## [INFORMATION SHOWN]
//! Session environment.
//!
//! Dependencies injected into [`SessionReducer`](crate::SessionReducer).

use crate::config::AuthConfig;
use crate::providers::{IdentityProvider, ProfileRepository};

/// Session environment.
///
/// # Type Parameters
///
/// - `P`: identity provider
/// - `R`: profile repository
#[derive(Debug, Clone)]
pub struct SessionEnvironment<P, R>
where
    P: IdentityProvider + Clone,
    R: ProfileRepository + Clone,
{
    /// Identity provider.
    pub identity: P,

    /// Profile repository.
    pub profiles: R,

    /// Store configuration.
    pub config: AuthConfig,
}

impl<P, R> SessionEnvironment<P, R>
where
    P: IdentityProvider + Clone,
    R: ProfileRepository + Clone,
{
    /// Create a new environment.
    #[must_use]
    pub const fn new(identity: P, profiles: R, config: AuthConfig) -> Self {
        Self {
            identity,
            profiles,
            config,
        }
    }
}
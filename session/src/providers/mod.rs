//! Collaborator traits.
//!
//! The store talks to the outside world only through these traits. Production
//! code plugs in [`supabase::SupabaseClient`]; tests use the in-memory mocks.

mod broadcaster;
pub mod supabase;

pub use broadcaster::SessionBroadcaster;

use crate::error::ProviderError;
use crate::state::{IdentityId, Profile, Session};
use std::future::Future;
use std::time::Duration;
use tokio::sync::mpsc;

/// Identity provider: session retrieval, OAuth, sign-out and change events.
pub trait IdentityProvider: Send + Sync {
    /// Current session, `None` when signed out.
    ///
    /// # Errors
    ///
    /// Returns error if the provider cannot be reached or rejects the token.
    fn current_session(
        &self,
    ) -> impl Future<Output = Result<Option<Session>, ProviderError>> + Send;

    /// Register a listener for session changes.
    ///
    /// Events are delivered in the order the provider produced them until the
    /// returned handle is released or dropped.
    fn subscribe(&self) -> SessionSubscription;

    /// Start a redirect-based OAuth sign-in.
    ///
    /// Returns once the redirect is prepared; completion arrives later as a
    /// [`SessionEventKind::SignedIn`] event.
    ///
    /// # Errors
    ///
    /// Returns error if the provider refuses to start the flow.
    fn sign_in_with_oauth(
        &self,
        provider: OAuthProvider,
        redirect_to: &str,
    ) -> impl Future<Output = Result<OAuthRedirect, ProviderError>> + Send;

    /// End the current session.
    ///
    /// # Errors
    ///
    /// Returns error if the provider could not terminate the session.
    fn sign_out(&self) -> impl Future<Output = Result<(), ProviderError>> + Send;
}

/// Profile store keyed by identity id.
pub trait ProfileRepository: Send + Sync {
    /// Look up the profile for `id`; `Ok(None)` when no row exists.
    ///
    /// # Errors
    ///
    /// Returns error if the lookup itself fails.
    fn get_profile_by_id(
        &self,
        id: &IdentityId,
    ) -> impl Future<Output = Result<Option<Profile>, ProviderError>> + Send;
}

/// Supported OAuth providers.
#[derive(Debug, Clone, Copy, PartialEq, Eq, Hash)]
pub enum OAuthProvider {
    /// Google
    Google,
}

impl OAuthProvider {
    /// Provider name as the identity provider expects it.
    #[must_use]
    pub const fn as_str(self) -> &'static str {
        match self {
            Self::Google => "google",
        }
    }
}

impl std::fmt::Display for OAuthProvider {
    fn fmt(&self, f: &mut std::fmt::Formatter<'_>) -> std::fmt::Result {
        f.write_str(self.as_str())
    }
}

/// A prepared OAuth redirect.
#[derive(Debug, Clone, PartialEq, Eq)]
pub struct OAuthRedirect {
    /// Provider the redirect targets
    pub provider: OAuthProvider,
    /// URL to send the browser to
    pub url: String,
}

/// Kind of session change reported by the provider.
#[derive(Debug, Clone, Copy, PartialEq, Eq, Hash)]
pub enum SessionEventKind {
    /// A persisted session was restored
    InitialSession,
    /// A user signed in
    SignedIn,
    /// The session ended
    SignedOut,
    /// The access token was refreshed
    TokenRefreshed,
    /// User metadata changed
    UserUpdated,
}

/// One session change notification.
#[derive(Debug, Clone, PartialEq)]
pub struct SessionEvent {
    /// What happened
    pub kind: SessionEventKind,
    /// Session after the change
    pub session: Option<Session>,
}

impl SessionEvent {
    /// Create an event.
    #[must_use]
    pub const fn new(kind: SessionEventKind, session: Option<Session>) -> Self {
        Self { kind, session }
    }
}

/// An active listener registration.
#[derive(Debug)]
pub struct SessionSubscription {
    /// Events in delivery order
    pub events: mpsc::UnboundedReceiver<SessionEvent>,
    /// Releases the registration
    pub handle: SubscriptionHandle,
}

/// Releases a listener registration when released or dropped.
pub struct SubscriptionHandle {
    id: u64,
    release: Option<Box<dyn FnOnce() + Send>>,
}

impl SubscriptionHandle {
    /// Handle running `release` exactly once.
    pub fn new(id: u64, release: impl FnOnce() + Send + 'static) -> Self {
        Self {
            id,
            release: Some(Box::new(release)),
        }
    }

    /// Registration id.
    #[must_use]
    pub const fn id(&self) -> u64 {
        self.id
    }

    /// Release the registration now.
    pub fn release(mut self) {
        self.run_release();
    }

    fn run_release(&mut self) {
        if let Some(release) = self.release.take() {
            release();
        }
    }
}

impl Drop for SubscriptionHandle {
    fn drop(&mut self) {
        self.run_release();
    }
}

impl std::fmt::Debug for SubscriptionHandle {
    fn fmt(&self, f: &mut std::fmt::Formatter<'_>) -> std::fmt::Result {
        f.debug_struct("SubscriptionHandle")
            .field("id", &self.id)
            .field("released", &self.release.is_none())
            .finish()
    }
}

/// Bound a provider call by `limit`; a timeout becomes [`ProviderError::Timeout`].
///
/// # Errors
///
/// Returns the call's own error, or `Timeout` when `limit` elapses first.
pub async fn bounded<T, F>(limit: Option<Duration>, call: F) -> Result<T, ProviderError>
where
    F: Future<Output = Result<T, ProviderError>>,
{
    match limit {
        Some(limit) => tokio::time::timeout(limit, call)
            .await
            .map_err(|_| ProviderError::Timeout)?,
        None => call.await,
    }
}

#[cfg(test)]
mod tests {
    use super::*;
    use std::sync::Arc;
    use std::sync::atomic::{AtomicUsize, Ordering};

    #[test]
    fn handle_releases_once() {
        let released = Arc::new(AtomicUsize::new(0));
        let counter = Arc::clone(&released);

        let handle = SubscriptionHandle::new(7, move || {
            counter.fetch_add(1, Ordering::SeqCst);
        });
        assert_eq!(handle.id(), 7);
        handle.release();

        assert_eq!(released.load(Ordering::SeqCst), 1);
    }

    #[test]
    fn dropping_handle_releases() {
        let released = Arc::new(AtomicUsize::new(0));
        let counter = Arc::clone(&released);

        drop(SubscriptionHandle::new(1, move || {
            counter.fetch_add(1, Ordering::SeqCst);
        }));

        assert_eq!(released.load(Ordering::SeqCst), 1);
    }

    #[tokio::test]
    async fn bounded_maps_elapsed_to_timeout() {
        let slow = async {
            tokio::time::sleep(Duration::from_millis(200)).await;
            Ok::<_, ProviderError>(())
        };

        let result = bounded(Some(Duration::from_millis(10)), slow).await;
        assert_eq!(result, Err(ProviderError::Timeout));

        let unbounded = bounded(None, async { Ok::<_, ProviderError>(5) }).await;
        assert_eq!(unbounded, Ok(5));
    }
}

## [TO DO]
In the data above, find the line that contains "pub mod supabase;", then reproduce exactly every line from the first line through that line.

## [WRITTEN RESPONSE]
//! Session environment.
//!
//! Dependencies injected into [`SessionReducer`](crate::SessionReducer).

use crate::config::AuthConfig;
use crate::providers::{IdentityProvider, ProfileRepository};

/// Session environment.
///
/// # Type Parameters
///
/// - `P`: identity provider
/// - `R`: profile repository
#[derive(Debug, Clone)]
pub struct SessionEnvironment<P, R>
where
    P: IdentityProvider + Clone,
    R: ProfileRepository + Clone,
{
    /// Identity provider.
    pub identity: P,

    /// Profile repository.
    pub profiles: R,

    /// Store configuration.
    pub config: AuthConfig,
}

impl<P, R> SessionEnvironment<P, R>
where
    P: IdentityProvider + Clone,
    R: ProfileRepository + Clone,
{
    /// Create a new environment.
    #[must_use]
    pub const fn new(identity: P, profiles: R, config: AuthConfig) -> Self {
        Self {
            identity,
            profiles,
            config,
        }
    }
}
filename session/src/providers/mod.rs
//! Collaborator traits.
//!
//! The store talks to the outside world only through these traits. Production
//! code plugs in [`supabase::SupabaseClient`]; tests use the in-memory mocks.

mod broadcaster;
pub mod supabase;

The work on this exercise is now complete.